# What is needed:
How many lines in the material below include the string "owner"? Only the number should be given.

-- Information follows --

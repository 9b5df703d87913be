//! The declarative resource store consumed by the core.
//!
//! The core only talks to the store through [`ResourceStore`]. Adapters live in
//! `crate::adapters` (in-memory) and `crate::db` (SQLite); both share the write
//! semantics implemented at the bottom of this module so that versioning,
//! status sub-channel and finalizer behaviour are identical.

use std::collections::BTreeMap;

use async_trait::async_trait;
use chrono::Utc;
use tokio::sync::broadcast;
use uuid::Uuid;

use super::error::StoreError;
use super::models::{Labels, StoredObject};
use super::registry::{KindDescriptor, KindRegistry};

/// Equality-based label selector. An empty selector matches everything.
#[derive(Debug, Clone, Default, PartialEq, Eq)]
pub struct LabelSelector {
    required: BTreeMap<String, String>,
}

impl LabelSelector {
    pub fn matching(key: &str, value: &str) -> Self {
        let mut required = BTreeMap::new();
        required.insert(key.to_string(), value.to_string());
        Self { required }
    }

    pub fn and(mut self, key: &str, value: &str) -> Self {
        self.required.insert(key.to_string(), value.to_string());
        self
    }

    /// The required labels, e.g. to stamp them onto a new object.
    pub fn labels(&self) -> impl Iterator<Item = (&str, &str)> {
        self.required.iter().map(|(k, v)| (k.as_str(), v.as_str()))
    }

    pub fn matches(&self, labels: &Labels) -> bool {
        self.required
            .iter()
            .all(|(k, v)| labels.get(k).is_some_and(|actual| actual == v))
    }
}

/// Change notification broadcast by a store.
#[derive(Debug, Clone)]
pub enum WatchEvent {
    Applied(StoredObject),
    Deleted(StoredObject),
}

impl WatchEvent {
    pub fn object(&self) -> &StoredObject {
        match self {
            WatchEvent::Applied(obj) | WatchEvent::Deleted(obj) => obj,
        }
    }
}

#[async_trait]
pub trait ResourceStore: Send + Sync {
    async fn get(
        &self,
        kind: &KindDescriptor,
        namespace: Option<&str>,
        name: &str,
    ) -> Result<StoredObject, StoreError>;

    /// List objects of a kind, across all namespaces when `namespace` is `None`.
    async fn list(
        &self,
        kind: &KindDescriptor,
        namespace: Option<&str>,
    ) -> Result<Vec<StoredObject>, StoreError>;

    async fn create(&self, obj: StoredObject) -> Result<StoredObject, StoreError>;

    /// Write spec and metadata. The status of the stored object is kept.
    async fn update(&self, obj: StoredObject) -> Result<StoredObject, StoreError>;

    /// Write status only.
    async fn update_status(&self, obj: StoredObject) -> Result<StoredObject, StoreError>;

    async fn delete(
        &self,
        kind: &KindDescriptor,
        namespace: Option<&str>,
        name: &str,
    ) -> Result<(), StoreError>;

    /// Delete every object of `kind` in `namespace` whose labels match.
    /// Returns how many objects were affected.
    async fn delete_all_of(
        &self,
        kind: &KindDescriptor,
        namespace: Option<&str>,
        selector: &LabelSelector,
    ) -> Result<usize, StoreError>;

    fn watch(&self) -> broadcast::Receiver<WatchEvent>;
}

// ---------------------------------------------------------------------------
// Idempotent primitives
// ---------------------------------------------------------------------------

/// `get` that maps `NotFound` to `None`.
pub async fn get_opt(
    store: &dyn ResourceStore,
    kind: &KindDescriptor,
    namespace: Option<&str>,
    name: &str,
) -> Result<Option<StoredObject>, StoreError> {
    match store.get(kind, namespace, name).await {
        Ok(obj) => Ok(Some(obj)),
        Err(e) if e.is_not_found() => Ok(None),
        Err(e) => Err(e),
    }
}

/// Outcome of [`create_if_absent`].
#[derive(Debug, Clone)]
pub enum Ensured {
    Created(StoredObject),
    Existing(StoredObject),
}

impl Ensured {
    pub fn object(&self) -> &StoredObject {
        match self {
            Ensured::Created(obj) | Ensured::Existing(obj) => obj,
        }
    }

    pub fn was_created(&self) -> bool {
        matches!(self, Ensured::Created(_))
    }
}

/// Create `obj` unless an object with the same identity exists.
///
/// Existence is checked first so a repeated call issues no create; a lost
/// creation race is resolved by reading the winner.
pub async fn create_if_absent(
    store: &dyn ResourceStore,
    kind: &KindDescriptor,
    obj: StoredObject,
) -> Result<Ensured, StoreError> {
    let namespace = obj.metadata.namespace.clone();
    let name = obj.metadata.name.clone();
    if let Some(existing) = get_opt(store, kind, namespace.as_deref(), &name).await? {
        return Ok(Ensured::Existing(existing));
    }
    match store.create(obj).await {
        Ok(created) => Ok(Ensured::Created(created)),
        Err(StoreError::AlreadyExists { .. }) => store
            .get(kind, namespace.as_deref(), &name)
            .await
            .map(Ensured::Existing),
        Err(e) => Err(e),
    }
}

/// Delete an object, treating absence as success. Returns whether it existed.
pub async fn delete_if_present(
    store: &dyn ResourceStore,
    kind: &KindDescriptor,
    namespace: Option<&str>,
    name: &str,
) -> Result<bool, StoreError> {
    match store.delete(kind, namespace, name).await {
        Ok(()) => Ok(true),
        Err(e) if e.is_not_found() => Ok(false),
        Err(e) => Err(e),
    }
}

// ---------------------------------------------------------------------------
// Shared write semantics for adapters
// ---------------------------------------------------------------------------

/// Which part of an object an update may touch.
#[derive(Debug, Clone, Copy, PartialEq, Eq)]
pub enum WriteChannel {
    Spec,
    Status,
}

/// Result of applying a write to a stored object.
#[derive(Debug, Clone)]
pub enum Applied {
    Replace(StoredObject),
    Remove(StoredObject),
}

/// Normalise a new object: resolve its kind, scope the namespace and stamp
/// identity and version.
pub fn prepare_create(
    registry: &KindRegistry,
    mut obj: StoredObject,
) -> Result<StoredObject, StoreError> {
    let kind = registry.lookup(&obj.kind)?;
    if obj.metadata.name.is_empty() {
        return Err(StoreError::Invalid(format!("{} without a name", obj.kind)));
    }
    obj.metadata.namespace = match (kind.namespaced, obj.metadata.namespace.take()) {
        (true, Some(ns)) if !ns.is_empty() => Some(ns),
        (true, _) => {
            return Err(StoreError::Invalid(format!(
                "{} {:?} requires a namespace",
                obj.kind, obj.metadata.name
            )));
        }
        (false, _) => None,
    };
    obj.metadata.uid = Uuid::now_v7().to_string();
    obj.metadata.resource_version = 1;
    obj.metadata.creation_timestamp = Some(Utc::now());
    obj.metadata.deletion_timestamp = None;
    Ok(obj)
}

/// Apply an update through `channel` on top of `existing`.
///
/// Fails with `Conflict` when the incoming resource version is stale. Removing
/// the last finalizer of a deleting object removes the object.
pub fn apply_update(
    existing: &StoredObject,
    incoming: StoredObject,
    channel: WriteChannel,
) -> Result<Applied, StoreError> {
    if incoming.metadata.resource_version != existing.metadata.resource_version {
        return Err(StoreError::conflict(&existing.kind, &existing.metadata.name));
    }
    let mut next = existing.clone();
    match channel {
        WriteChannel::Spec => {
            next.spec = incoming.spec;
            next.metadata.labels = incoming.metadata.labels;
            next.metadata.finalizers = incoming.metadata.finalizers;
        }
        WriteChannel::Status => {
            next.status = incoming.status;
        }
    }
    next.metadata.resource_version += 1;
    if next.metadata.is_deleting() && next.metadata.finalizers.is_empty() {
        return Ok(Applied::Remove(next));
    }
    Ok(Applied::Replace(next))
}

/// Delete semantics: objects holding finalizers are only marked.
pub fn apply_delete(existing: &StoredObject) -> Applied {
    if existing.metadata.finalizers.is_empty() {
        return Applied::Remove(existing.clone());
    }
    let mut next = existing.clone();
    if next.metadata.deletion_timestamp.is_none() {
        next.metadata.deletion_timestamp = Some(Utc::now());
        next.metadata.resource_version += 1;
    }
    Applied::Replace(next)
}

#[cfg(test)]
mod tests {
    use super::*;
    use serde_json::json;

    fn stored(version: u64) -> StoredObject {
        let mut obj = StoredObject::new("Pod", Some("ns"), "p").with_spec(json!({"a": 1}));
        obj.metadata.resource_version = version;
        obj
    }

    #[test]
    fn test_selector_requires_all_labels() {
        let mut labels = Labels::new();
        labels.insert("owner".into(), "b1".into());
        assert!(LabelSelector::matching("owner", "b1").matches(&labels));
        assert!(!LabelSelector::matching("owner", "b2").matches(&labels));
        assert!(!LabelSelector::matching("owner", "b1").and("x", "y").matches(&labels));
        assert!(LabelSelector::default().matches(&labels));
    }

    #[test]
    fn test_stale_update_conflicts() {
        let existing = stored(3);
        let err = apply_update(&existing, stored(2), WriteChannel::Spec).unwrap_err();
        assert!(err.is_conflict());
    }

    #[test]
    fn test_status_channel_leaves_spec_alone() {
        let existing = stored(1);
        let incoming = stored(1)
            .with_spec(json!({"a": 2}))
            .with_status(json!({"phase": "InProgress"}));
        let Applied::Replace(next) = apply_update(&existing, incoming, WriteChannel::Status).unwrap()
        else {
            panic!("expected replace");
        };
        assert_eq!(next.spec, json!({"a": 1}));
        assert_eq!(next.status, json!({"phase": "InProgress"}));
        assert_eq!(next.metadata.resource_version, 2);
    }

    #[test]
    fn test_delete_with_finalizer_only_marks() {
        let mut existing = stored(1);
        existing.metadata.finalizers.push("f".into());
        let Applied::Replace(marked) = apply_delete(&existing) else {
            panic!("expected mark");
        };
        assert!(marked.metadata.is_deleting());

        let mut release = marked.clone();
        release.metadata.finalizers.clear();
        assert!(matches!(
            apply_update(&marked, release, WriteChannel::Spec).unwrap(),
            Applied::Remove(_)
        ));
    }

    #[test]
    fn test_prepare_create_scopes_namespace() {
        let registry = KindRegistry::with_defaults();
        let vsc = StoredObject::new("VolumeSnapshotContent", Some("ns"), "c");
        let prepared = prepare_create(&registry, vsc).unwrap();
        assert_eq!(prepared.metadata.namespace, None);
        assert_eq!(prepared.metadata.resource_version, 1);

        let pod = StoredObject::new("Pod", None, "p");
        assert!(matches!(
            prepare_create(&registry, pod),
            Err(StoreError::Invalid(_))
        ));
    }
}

-- Information concluded --

# Task answer:
4